The big news in Bob Mercer’s article on the American Cancer Society’s rating of state legislative activity is that Bob Mercer posted an article with twelve hyperlinks. Twelve!
Secondarily, the American Cancer Society says South Dakota falls short on five of eight measures of smart, life-saving and money-saving policies for fighting cancer.
We bomb out on access to care. Obviously, we remain among the knuckleheads not expanding Medicaid:
The American Cancer Society provides three studies showing that Medicaid coverage “is proven to improve health outcomes and reduce the burden of cancer” [p. 10].
The other black marks on South Dakota’s cancer report card:
- We don’t invest in early detection programs for breast and cervical cancer. (Gee, our Legislature and Governor usually express deep concern about healthy lady parts….)
- We have no palliative care advisory council to promote services available to help patients deal with pain and stress. ACS says palliative care can reduce cancer patients’ costs 22% to 32%.
- We’re one of seven states that have failed to get even halfway toward the ACS’s model policy for “curbing opioid misuse and abuse while maintaining access to pain relief for patients.”
- We are one of ten states that don’t provide any counseling or medication through Medicaid to help people kick their tobacco habit. ACS reports that covering such services in Massachusetts cost the state $183 per participant and saved the state $571 per participant in annual hospital costs.
- We are one of 33 states that don’t restrict indoor tanning for kids. The ACS says that indoor tanning is “the greatest avoidable known risk factor for skin cancer,” with use of tanning beds before age 35 raising “the risk of melanoma by 59%, squamous cell carcinoma by 67% and basal cell carcinoma by 29%.
We get OK marks on three other prevention metrics:
- We reach ACS’s middle category by taxing cigarettes at $1.53 per pack. (We could’ve jumped into their top category if Big Tobacco hadn’t counteradvertised IM 25’s buck-a-pack hike to death last year.) Raising taxes on tobacco is the surest way to reduce smoking.
- We spent $4.5 million a year last fiscal year programs to help adults quit and deter kids from starting. That’s 38.5% of what the CDC recommends… which, remarkably, made us eighth-bets in the nation. Minnesota only spent 32.7% of the CDC’s recommended level. Only four states—Oklahoma, North Dakota, California, and Alaska—spent more than 50% of the CDC level.

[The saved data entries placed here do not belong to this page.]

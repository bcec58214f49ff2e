use chrono::{DateTime, Utc};
use std::collections::HashSet;
use tracing::{info, warn};

use crate::dto::auth_dto::SetStudentPasswordPayload;
use crate::dto::student_dto::RegnoQuery;
use crate::dto::test_dto::{PublishStatusRequest, PublishStatusResponse};
use crate::error::Result;
use crate::models::profile::Role;
use crate::models::report::ReportEntry;
use crate::models::student::{RosterResponse, Student};
use crate::models::test::{Assessment, TestType};
use crate::services::api_client::ApiClient;
use crate::services::listing_service::{
    partition_student_tests, roster_page, Page, RosterFilter, SortState, StudentDashboard,
};
use crate::services::sync_service::{ChangeFeed, PortalEvent};
use crate::storage::SessionCache;
use crate::utils::validation::validate;

/// Roster for staff, tests and reports for students.
#[derive(Clone)]
pub struct StudentService {
    api: ApiClient,
    session: SessionCache,
    feed: ChangeFeed,
}

impl StudentService {
    pub fn new(api: ApiClient, session: SessionCache, feed: ChangeFeed) -> Self {
        Self { api, session, feed }
    }

    pub async fn roster(&self) -> Result<RosterResponse> {
        self.api
            .get("/studentprofile/", "Failed to fetch students")
            .await
    }

    pub async fn roster_view(
        &self,
        filter: &RosterFilter,
        sort: SortState,
        page: usize,
    ) -> Result<Page<Student>> {
        let response = self.roster().await?;
        Ok(roster_page(&response, filter, sort, page))
    }

    /// Coding tests open to the student, newest first.
    pub async fn coding_tests(&self, regno: &str) -> Result<Vec<Assessment>> {
        self.tests_for("/api/student/tests", regno, TestType::Coding).await
    }

    /// MCQ tests assigned to the student, newest first.
    pub async fn mcq_tests(&self, regno: &str) -> Result<Vec<Assessment>> {
        self.tests_for("/api/student/mcq-tests", regno, TestType::Mcq).await
    }

    async fn tests_for(&self, path: &str, regno: &str, test_type: TestType) -> Result<Vec<Assessment>> {
        let tests: Vec<Assessment> = self
            .api
            .request(reqwest::Method::GET, path)?
            .query(&RegnoQuery { regno })
            .send("Failed to fetch tests")
            .await?;

        let mut out = Vec::with_capacity(tests.len());
        for mut test in tests.into_iter().rev() {
            test.test_type = test_type;
            // MCQ screens address tests by their document id.
            if test_type == TestType::Mcq {
                if let Some(object_id) = test.object_id.clone() {
                    test.id = object_id;
                }
            }
            if let Some(config) = &test.test_configuration {
                self.session.set_test_flags(&test.id, &config.into()).await?;
            }
            out.push(test);
        }
        Ok(out)
    }

    /// Ids of the contests the student has a completed report for. A failed
    /// report list counts as no reports.
    pub async fn completed_contests(&self) -> HashSet<String> {
        let mut ids = HashSet::new();
        for (path, fallback) in [
            ("/api/student/coding-reports/", "Failed to fetch coding reports"),
            ("/api/student/mcq-reports/", "Failed to fetch MCQ reports"),
        ] {
            match self.api.get::<Vec<ReportEntry>>(path, fallback).await {
                Ok(entries) => ids.extend(
                    entries
                        .into_iter()
                        .filter(ReportEntry::is_completed)
                        .map(|e| e.contest_id),
                ),
                Err(e) => warn!(error = %e, %path, "reports unavailable"),
            }
        }
        ids
    }

    pub async fn publish_status(&self, test_ids: Vec<String>) -> Result<PublishStatusResponse> {
        if test_ids.is_empty() {
            return Ok(PublishStatusResponse::new());
        }
        self.api
            .post(
                "/api/student/check-publish-status/",
                &PublishStatusRequest { test_ids },
                "Failed to fetch publish status",
            )
            .await
    }

    /// Ongoing and completed tests for the student dashboard. Completed
    /// entries carry whether results were published.
    pub async fn dashboard(&self, regno: &str, now: DateTime<Utc>) -> Result<StudentDashboard> {
        let (coding, mcq, completed_ids) = tokio::join!(
            self.coding_tests(regno),
            self.mcq_tests(regno),
            self.completed_contests()
        );
        let tests: Vec<Assessment> = coding?.into_iter().chain(mcq?).collect();
        let mut dashboard = partition_student_tests(&tests, &completed_ids, now);

        let ids = dashboard
            .completed
            .iter()
            .map(|e| e.card.assessment.id.clone())
            .collect();
        let published = match self.publish_status(ids).await {
            Ok(map) => map,
            Err(e) => {
                warn!(error = %e, "publish status unavailable");
                PublishStatusResponse::new()
            }
        };
        for entry in &mut dashboard.completed {
            entry.published = published
                .get(&entry.card.assessment.id)
                .copied()
                .unwrap_or(false);
        }
        Ok(dashboard)
    }

    /// First-login password change. The cached profile is dropped so the
    /// next read sees the server's `setpassword` flag.
    pub async fn set_new_password(&self, email: &str, new_password: &str) -> Result<()> {
        let payload = SetStudentPasswordPayload {
            email: email.trim().to_string(),
            new_password: new_password.to_string(),
        };
        validate(&payload)?;
        self.api
            .request(reqwest::Method::POST, "/api/student/set_new_password/")?
            .json(&payload)
            .send_empty("Failed to update password.")
            .await?;
        self.session.invalidate_profile(Role::Student).await?;
        self.feed.publish(PortalEvent::ProfileUpdated { role: Role::Student });
        info!("student password updated");
        Ok(())
    }
}
use serde::{Deserialize, Serialize};
use std::fmt;
use std::str::FromStr;

use crate::utils::image::{is_data_url, is_placeholder};

#[derive(Debug, Clone, Copy, PartialEq, Eq, Hash, Serialize, Deserialize, Default)]
#[serde(rename_all = "lowercase")]
pub enum Role {
    #[default]
    Staff,
    Student,
}

impl Role {
    pub fn as_str(&self) -> &'static str {
        match self {
            Role::Staff => "staff",
            Role::Student => "student",
        }
    }
}

impl FromStr for Role {
    type Err = String;

    fn from_str(s: &str) -> Result<Self, Self::Err> {
        match s.trim().to_ascii_lowercase().as_str() {
            "staff" => Ok(Role::Staff),
            "student" => Ok(Role::Student),
            other => Err(format!("unknown role '{}', expected staff or student", other)),
        }
    }
}

impl fmt::Display for Role {
    fn fmt(&self, f: &mut fmt::Formatter<'_>) -> fmt::Result {
        f.write_str(self.as_str())
    }
}

/// Where an avatar can be loaded from.
#[derive(Debug, Clone, PartialEq, Eq)]
pub enum ProfileImage {
    /// `data:image/...;base64,...`
    Inline(String),
    Url(String),
}

impl ProfileImage {
    /// Classifies a raw value; placeholders such as `"undefined"` yield `None`.
    pub fn from_raw(raw: &str) -> Option<Self> {
        if is_placeholder(raw) {
            return None;
        }
        let raw = raw.trim().to_string();
        if is_data_url(&raw) {
            Some(ProfileImage::Inline(raw))
        } else {
            Some(ProfileImage::Url(raw))
        }
    }

    pub fn as_str(&self) -> &str {
        match self {
            ProfileImage::Inline(s) | ProfileImage::Url(s) => s,
        }
    }
}

#[derive(Debug, Clone, Default, PartialEq, Serialize, Deserialize)]
#[serde(rename_all = "camelCase")]
pub struct StaffProfile {
    #[serde(default)]
    pub name: String,
    #[serde(default)]
    pub email: String,
    #[serde(default)]
    pub department: Option<String>,
    #[serde(default)]
    pub collegename: Option<String>,
    #[serde(default)]
    pub role: Option<String>,
    #[serde(default, skip_serializing_if = "Option::is_none")]
    pub profile_image: Option<String>,
    #[serde(default, rename = "profilepicture", skip_serializing_if = "Option::is_none")]
    pub profile_picture: Option<String>,
}

#[derive(Debug, Clone, Default, PartialEq, Serialize, Deserialize)]
#[serde(rename_all = "camelCase")]
pub struct StudentProfile {
    #[serde(default, alias = "student_id")]
    pub student_id: String,
    #[serde(default)]
    pub name: String,
    #[serde(default)]
    pub email: String,
    #[serde(default)]
    pub regno: String,
    #[serde(default)]
    pub dept: Option<String>,
    #[serde(default)]
    pub collegename: Option<String>,
    #[serde(default)]
    pub year: Option<String>,
    #[serde(default, alias = "setpassword")]
    pub set_password: bool,
    #[serde(default, skip_serializing_if = "Option::is_none")]
    pub profile_image: Option<String>,
}

/// The fields the avatar and navbar logic need from either profile shape.
pub trait ProfileSummary {
    fn display_name(&self) -> &str;
    fn image(&self) -> Option<ProfileImage>;
}

impl ProfileSummary for StaffProfile {
    fn display_name(&self) -> &str {
        &self.name
    }

    fn image(&self) -> Option<ProfileImage> {
        self.profile_image
            .as_deref()
            .and_then(ProfileImage::from_raw)
            .or_else(|| self.profile_picture.as_deref().and_then(ProfileImage::from_raw))
    }
}

impl ProfileSummary for StudentProfile {
    fn display_name(&self) -> &str {
        &self.name
    }

    fn image(&self) -> Option<ProfileImage> {
        self.profile_image.as_deref().and_then(ProfileImage::from_raw)
    }
}
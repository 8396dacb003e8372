mod handler;
mod imp;
mod matched;

pub use self::handler::Handler;
pub use self::matched::Match;

use crate::pattern::{compile, CompileError, CompiledRoute};

use std::collections::HashMap;

use once_cell::sync::OnceCell;

/// An ordered route table.
///
/// Patterns are tried in insertion order and the first one that matches wins.
/// Each pattern is compiled the first time a lookup reaches it.
#[derive(Debug, Clone)]
pub struct Matcher<T> {
    routes: Vec<Route<T>>,
    index: HashMap<Box<str>, usize>,
}

#[derive(Debug, Clone)]
struct Route<T> {
    pattern: Box<str>,
    data: T,
    compiled: OnceCell<CompiledRoute>,
}

impl<T> Route<T> {
    fn new(pattern: &str, data: T) -> Self {
        Self {
            pattern: pattern.into(),
            data,
            compiled: OnceCell::new(),
        }
    }

    fn compiled(&self) -> Result<&CompiledRoute, CompileError> {
        self.compiled.get_or_try_init(|| compile(&self.pattern))
    }
}
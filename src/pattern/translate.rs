use super::error::CompileError;

use std::iter::Peekable;
use std::str::Chars;

const STAR: char = '*';
const COLON: char = ':';
const OPEN: char = '(';
const CLOSE: char = ')';

const SEGMENT: &str = "([^/?]+)";
const WILDCARD: &str = r"([\s\S]+)";
const QUERY_TAIL: &str = r"(?:\?([\s\S]*))?$";

pub(super) const WILDCARD_NAME: &str = "path";

#[derive(Debug)]
pub(super) struct Translation {
    pub(super) rule: String,
    pub(super) names: Vec<Box<str>>,
}

struct Translator<'p> {
    pattern: &'p str,
    rule: String,
    literal: String,
    names: Vec<Box<str>>,
    depth: usize,
    wildcard: bool,
}

pub(super) fn translate(pattern: &str) -> Result<Translation, CompileError> {
    let mut t = Translator::new(pattern);
    let mut chars = pattern.chars().peekable();

    while let Some(c) = chars.next() {
        match c {
            OPEN => t.open(),
            CLOSE => t.close()?,
            STAR => t.wildcard()?,
            COLON => {
                let name = take_word(&mut chars);
                if name.is_empty() {
                    t.literal.push(COLON);
                } else {
                    t.segment(name);
                }
            }
            _ => t.literal.push(c),
        }
    }

    t.finish()
}

impl<'p> Translator<'p> {
    fn new(pattern: &'p str) -> Self {
        Self {
            pattern,
            rule: String::with_capacity(pattern.len() * 2 + QUERY_TAIL.len() + 1),
            literal: String::new(),
            names: Vec::new(),
            depth: 0,
            wildcard: false,
        }
    }

    fn flush_literal(&mut self) {
        if !self.literal.is_empty() {
            self.rule.push_str(&regex::escape(&self.literal));
            self.literal.clear();
        }
    }

    fn open(&mut self) {
        self.flush_literal();
        self.rule.push_str("(?:");
        self.depth += 1;
    }

    fn close(&mut self) -> Result<(), CompileError> {
        if self.depth == 0 {
            return Err(self.unbalanced());
        }
        self.flush_literal();
        self.rule.push_str(")?");
        self.depth -= 1;
        Ok(())
    }

    fn wildcard(&mut self) -> Result<(), CompileError> {
        if self.wildcard {
            return Err(CompileError::MultipleWildcards {
                pattern: self.pattern.into(),
            });
        }
        self.flush_literal();
        self.rule.push_str(WILDCARD);
        self.names.push(WILDCARD_NAME.into());
        self.wildcard = true;
        Ok(())
    }

    fn segment(&mut self, name: String) {
        self.flush_literal();
        self.rule.push_str(SEGMENT);
        self.names.push(name.into_boxed_str());
    }

    fn finish(mut self) -> Result<Translation, CompileError> {
        if self.depth != 0 {
            return Err(self.unbalanced());
        }
        self.flush_literal();

        let mut rule = String::with_capacity(self.rule.len() + QUERY_TAIL.len() + 1);
        rule.push('^');
        rule.push_str(&self.rule);
        rule.push_str(QUERY_TAIL);

        Ok(Translation {
            rule,
            names: self.names,
        })
    }

    fn unbalanced(&self) -> CompileError {
        CompileError::UnbalancedGroup {
            pattern: self.pattern.into(),
        }
    }
}

fn take_word(chars: &mut Peekable<Chars<'_>>) -> String {
    let mut word = String::new();
    while let Some(&c) = chars.peek() {
        if !is_word_char(c) {
            break;
        }
        word.push(c);
        chars.next();
    }
    word
}

#[inline(always)]
fn is_word_char(c: char) -> bool {
    c.is_ascii_alphanumeric() || c == '_'
}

- We earn our only “green” top score with our indoor smoking ban. About half of the country has that much good sense; only Wyoming and several Southern states have failed to enact total bans on smoking in workplaces, restaurants, or bars.
Failing five out of eight categories: I guess we’re betting on clean country living to prevent cancer for us. Maybe that country air helps a little: for all of our policy failings, our cancer incidence rate from 2012 to 2016 was only 1.7% higher than the national rate.
South Dakota has adopted the Republican health care plan: get sick, stay sick, die early. Call it the “Family First To Die” plan.